» INPUT
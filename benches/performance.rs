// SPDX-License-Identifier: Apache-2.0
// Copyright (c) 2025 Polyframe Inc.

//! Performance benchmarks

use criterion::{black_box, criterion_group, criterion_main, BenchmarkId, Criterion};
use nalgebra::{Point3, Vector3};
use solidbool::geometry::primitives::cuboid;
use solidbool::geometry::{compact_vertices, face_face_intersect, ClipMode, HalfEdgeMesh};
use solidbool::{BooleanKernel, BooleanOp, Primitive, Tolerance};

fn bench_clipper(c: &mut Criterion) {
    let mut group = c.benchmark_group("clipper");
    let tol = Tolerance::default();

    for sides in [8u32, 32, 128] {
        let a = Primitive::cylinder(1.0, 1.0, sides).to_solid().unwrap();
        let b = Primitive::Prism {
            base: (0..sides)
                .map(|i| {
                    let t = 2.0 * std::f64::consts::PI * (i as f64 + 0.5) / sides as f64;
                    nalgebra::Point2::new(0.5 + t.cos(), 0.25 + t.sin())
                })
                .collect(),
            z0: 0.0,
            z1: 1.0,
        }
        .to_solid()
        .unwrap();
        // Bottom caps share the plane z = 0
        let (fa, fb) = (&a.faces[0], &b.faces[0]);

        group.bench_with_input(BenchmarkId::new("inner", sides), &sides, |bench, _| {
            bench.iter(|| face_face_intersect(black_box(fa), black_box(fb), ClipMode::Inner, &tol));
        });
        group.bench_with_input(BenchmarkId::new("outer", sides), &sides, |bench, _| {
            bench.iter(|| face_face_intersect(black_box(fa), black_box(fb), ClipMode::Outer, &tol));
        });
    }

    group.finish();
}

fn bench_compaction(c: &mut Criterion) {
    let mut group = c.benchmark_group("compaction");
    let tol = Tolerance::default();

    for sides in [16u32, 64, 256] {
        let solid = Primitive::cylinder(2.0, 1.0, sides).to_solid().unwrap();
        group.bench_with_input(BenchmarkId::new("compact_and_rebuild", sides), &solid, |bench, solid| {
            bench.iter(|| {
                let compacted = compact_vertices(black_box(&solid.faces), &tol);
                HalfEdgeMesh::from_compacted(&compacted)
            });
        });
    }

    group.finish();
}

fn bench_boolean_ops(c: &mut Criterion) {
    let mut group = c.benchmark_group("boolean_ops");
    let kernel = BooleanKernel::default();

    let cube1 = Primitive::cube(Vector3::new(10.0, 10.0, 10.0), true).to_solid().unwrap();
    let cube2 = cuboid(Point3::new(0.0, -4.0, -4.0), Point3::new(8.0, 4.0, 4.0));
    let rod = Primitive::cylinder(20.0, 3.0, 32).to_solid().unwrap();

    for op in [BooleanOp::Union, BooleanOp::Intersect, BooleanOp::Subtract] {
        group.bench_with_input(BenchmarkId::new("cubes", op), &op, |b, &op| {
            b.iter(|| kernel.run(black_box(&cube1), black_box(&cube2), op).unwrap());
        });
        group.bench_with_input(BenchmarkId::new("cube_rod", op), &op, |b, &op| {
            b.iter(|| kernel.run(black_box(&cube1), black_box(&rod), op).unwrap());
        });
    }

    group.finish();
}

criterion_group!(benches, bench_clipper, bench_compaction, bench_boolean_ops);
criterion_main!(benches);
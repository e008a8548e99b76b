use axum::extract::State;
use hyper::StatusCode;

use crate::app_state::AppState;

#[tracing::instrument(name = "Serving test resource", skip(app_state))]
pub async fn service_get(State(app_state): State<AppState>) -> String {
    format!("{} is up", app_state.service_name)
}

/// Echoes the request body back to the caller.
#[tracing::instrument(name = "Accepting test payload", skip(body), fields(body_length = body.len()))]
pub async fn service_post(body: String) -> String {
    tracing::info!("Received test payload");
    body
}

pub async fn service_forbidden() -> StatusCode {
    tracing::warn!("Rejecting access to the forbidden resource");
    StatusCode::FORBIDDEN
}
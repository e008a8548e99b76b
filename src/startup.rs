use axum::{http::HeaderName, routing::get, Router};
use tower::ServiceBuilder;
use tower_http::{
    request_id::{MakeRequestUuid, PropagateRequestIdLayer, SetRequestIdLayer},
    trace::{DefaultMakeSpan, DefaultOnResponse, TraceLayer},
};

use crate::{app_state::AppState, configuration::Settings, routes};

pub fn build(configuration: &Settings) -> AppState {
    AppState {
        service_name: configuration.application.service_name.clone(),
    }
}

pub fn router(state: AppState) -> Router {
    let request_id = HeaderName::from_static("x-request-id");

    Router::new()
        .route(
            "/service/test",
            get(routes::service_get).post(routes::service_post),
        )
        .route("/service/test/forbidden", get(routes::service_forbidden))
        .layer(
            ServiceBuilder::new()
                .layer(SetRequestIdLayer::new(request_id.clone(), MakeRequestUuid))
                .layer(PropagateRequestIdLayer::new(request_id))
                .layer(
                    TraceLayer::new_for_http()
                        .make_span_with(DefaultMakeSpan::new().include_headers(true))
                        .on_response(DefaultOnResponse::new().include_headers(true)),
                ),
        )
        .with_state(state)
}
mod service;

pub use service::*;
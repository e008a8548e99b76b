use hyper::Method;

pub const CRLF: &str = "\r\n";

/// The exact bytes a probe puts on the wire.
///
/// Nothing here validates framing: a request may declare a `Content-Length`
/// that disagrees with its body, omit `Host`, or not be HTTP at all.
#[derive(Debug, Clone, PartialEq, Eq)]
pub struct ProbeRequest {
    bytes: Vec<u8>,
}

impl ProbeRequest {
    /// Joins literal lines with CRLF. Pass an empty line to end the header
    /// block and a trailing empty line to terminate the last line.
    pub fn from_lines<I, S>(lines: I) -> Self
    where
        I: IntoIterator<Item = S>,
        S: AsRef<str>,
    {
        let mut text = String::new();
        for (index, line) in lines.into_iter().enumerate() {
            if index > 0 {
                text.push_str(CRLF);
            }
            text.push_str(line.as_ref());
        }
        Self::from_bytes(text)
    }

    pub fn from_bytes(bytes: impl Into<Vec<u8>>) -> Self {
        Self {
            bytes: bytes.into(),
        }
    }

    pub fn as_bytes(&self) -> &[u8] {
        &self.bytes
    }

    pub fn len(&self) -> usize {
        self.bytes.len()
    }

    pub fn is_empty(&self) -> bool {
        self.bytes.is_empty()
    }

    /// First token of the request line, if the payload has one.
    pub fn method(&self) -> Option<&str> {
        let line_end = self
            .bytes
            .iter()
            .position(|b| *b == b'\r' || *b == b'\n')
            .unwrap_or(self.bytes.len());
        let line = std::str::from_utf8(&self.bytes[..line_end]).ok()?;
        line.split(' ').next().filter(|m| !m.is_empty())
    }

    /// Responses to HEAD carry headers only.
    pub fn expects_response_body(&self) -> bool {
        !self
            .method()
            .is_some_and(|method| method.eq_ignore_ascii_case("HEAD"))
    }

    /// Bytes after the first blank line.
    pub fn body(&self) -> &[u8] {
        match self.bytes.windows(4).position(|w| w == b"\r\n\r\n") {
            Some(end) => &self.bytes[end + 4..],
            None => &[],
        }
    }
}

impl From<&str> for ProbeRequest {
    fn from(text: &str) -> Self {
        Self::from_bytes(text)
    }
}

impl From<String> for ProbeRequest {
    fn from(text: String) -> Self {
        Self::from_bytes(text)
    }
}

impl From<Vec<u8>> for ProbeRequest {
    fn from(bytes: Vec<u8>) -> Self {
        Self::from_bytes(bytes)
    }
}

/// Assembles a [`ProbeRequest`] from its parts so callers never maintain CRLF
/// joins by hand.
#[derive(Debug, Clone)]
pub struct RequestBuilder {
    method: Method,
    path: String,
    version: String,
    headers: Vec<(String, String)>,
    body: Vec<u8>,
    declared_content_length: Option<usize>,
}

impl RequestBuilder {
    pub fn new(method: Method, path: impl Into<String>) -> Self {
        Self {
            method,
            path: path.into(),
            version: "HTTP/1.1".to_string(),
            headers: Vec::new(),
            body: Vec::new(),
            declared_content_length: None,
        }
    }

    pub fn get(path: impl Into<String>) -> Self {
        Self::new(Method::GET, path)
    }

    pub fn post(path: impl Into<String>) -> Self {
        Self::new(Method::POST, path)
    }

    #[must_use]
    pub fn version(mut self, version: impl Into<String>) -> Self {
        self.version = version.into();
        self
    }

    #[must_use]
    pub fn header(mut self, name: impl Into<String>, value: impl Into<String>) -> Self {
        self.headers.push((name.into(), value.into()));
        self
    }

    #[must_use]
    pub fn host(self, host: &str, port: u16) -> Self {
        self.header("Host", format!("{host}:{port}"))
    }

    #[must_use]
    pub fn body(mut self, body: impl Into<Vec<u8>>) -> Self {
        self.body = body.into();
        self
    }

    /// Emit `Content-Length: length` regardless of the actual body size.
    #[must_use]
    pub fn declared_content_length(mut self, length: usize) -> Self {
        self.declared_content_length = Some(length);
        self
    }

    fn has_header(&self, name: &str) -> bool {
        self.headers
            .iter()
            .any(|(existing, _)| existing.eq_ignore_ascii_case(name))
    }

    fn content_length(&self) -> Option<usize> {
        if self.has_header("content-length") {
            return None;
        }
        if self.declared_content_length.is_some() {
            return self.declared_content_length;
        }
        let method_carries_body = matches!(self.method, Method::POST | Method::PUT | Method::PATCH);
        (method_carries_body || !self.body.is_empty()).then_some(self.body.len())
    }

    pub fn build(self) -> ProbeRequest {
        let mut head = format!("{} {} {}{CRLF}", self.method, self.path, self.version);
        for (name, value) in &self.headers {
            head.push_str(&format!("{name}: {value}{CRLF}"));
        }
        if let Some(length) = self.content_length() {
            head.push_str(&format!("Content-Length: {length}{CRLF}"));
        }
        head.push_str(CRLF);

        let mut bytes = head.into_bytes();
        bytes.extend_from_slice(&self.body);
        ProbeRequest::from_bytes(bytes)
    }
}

» TASK REQUIREMENTS
Begin with the line that has "for sides in [16u32, 64, 256]" in the listing above and end after the line that has "let kernel = BooleanKernel::default();"; output those lines exactly.

» SOLVED PROBLEM
    for sides in [16u32, 64, 256] {
        let solid = Primitive::cylinder(2.0, 1.0, sides).to_solid().unwrap();
        group.bench_with_input(BenchmarkId::new("compact_and_rebuild", sides), &solid, |bench, solid| {
            bench.iter(|| {
                let compacted = compact_vertices(black_box(&solid.faces), &tol);
                HalfEdgeMesh::from_compacted(&compacted)
            });
        });
    }

    group.finish();
}

fn bench_boolean_ops(c: &mut Criterion) {
    let mut group = c.benchmark_group("boolean_ops");
    let kernel = BooleanKernel::default();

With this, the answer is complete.